[[ Task inputs, beginning ]]

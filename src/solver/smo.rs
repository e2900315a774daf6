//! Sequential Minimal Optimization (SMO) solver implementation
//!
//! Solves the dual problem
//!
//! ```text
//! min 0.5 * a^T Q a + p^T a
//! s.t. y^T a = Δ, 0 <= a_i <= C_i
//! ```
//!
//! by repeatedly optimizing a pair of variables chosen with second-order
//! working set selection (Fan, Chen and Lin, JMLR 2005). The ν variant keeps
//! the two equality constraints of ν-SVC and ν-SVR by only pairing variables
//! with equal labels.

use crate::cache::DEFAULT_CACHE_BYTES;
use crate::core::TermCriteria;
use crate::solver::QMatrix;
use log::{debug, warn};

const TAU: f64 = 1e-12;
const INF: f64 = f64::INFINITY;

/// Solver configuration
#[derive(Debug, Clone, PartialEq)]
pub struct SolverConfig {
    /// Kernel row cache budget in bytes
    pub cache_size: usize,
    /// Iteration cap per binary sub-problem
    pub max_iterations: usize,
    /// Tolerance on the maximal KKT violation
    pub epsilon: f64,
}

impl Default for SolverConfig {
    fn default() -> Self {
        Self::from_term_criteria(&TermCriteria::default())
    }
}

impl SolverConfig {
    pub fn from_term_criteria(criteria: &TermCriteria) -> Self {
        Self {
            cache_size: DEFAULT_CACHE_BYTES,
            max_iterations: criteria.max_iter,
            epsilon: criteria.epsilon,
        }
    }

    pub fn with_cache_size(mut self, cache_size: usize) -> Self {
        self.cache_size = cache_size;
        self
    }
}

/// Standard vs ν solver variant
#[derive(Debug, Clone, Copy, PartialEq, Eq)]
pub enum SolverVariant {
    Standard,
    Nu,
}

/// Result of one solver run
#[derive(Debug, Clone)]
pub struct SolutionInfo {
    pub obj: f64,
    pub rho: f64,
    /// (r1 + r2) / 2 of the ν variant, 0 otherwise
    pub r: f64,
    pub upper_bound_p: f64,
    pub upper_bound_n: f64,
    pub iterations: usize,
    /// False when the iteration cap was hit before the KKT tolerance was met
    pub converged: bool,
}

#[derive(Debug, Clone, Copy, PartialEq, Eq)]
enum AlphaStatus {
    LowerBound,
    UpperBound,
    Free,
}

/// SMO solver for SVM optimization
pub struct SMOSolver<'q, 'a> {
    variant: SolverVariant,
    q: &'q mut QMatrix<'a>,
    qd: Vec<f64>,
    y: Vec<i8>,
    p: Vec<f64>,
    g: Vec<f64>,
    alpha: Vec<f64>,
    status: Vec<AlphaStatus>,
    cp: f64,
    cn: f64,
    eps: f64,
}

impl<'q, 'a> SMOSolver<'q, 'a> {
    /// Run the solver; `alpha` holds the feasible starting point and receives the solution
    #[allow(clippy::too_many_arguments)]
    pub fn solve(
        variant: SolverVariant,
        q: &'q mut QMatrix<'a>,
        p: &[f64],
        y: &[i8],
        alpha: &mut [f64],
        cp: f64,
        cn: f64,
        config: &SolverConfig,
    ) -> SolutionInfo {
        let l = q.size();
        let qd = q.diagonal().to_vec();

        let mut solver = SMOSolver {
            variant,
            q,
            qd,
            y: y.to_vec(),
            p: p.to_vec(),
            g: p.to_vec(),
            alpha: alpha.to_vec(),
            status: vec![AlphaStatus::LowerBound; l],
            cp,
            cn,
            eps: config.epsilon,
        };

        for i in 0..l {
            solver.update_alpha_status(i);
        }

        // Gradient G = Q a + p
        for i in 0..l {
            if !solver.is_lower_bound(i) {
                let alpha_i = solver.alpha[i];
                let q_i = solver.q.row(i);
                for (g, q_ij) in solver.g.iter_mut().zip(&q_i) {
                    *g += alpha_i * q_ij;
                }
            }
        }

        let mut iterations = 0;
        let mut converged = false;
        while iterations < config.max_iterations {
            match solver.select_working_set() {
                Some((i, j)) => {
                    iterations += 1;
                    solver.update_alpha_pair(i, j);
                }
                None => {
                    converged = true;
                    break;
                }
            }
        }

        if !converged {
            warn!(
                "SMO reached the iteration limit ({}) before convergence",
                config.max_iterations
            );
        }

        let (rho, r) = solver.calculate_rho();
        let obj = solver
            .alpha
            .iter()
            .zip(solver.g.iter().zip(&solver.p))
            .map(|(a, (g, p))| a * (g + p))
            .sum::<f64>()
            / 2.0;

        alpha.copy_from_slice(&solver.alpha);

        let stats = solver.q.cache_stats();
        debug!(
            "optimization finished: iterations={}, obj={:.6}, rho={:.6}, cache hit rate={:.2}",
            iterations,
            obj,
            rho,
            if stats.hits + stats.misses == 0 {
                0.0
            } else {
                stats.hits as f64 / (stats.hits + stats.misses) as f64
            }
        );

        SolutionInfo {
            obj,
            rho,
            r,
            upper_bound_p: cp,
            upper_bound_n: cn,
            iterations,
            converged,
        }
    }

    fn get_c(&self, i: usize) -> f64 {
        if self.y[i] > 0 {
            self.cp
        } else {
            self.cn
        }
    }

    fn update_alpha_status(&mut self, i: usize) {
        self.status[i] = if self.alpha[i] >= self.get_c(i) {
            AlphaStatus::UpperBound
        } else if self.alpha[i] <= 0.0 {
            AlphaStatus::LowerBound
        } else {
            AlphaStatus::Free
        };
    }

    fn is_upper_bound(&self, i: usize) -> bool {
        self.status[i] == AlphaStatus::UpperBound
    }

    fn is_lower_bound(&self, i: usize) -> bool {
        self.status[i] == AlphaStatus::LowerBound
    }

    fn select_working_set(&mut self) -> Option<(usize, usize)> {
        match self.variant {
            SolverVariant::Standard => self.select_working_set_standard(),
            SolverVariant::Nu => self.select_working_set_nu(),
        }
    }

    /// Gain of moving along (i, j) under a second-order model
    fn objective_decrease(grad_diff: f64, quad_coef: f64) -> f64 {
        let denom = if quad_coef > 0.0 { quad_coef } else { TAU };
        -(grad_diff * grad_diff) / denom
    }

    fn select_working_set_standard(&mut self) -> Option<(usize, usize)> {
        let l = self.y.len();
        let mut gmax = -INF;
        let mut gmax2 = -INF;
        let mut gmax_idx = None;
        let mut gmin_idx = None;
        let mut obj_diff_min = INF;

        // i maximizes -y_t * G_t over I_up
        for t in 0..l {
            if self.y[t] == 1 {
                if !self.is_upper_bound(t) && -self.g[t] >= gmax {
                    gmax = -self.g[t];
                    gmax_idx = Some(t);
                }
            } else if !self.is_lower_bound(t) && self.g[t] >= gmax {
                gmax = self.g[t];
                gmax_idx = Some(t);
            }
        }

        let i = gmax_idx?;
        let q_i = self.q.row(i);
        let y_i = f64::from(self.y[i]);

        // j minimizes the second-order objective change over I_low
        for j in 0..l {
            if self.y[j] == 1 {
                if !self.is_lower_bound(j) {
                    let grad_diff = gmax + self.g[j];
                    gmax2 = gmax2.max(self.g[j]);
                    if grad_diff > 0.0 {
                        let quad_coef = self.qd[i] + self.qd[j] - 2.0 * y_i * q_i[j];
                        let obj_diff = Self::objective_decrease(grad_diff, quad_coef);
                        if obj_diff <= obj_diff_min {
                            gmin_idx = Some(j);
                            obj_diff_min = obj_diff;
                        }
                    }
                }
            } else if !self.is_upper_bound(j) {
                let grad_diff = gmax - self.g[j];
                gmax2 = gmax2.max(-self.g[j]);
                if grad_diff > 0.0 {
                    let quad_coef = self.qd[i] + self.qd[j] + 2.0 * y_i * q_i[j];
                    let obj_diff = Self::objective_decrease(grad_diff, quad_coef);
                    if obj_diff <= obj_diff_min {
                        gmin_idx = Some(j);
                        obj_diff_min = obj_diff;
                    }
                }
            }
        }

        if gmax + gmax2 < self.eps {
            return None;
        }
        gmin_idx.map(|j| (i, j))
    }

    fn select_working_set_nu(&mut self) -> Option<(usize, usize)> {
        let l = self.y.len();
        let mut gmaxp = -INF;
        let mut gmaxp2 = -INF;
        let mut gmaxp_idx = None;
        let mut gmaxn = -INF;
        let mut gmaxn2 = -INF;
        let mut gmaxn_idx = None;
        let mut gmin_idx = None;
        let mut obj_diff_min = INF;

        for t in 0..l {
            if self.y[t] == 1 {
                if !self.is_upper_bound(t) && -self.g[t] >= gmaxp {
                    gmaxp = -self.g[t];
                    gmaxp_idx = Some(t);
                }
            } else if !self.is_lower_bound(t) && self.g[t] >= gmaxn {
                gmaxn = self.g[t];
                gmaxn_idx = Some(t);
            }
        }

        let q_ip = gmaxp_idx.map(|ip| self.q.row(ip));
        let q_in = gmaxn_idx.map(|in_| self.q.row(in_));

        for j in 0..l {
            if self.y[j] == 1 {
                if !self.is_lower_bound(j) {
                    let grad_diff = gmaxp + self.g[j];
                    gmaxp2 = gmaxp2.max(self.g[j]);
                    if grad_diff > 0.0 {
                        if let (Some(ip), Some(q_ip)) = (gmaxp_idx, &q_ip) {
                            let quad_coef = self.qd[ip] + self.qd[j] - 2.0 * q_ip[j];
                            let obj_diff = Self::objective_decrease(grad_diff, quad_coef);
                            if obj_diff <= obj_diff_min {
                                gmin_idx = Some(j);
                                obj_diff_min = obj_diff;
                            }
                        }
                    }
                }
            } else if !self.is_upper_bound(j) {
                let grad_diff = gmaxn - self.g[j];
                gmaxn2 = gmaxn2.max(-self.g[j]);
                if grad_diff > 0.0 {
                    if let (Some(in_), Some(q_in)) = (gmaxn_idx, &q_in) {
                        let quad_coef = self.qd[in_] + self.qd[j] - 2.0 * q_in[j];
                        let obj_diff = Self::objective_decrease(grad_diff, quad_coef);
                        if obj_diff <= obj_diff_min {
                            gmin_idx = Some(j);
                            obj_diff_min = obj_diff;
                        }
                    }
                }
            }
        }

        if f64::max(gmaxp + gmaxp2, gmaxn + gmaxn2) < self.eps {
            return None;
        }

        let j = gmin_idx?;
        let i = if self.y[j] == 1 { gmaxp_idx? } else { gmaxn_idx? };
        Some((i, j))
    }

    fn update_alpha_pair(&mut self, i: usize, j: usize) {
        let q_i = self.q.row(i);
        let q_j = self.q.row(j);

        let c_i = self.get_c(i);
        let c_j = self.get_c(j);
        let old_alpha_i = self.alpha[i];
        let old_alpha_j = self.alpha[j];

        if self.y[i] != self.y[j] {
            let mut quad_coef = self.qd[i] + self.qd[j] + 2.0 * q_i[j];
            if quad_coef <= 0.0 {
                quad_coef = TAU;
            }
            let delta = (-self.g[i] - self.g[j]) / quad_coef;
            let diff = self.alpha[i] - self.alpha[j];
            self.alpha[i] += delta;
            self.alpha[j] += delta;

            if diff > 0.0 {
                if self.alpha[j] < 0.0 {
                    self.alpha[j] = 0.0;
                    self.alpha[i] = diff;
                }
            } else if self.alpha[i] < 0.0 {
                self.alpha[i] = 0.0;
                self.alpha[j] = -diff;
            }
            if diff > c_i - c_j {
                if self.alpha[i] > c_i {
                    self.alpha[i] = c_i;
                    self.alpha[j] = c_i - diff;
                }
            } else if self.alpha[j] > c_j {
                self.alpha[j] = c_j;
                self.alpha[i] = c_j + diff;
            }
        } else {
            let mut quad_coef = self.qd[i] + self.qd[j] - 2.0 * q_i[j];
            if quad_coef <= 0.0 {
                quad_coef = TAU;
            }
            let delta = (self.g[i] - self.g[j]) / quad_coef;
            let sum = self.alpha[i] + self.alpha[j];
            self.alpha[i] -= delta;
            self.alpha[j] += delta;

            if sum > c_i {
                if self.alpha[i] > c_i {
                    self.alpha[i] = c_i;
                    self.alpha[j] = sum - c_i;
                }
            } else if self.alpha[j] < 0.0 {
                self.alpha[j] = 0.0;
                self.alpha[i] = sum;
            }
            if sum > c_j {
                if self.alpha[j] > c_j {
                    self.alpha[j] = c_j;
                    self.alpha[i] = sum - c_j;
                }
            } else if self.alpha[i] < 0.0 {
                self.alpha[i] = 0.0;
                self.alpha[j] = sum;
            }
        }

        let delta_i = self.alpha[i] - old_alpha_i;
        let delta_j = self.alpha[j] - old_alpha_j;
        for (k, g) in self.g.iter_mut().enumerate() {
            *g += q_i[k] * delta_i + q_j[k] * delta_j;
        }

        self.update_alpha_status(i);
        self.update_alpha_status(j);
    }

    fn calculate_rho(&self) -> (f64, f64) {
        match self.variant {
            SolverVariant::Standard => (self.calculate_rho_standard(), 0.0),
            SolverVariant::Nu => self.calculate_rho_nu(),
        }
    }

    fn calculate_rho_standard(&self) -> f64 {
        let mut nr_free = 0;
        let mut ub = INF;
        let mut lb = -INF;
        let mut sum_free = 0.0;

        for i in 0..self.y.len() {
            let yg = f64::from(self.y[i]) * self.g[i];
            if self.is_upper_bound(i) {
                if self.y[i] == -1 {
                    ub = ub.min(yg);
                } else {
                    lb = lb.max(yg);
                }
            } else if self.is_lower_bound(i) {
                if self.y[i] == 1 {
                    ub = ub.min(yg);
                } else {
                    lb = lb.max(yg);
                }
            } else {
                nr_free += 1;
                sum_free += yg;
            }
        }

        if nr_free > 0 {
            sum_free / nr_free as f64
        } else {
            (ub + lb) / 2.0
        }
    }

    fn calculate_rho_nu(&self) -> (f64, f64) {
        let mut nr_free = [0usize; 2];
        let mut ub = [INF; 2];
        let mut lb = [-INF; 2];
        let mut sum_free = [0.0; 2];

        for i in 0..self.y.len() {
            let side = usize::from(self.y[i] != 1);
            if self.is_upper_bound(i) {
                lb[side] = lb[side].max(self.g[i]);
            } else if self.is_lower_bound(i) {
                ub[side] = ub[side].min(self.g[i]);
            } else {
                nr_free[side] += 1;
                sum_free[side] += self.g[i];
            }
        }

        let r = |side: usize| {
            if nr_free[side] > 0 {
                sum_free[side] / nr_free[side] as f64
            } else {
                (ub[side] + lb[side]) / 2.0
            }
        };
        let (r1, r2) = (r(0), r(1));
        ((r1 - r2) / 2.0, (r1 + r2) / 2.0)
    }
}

[[ Task inputs, end ]]

# Exercise description
Scan the lines above for the word "UpperBound". Return each one that has it.

# Result below
    UpperBound,
            AlphaStatus::UpperBound
        self.status[i] == AlphaStatus::UpperBound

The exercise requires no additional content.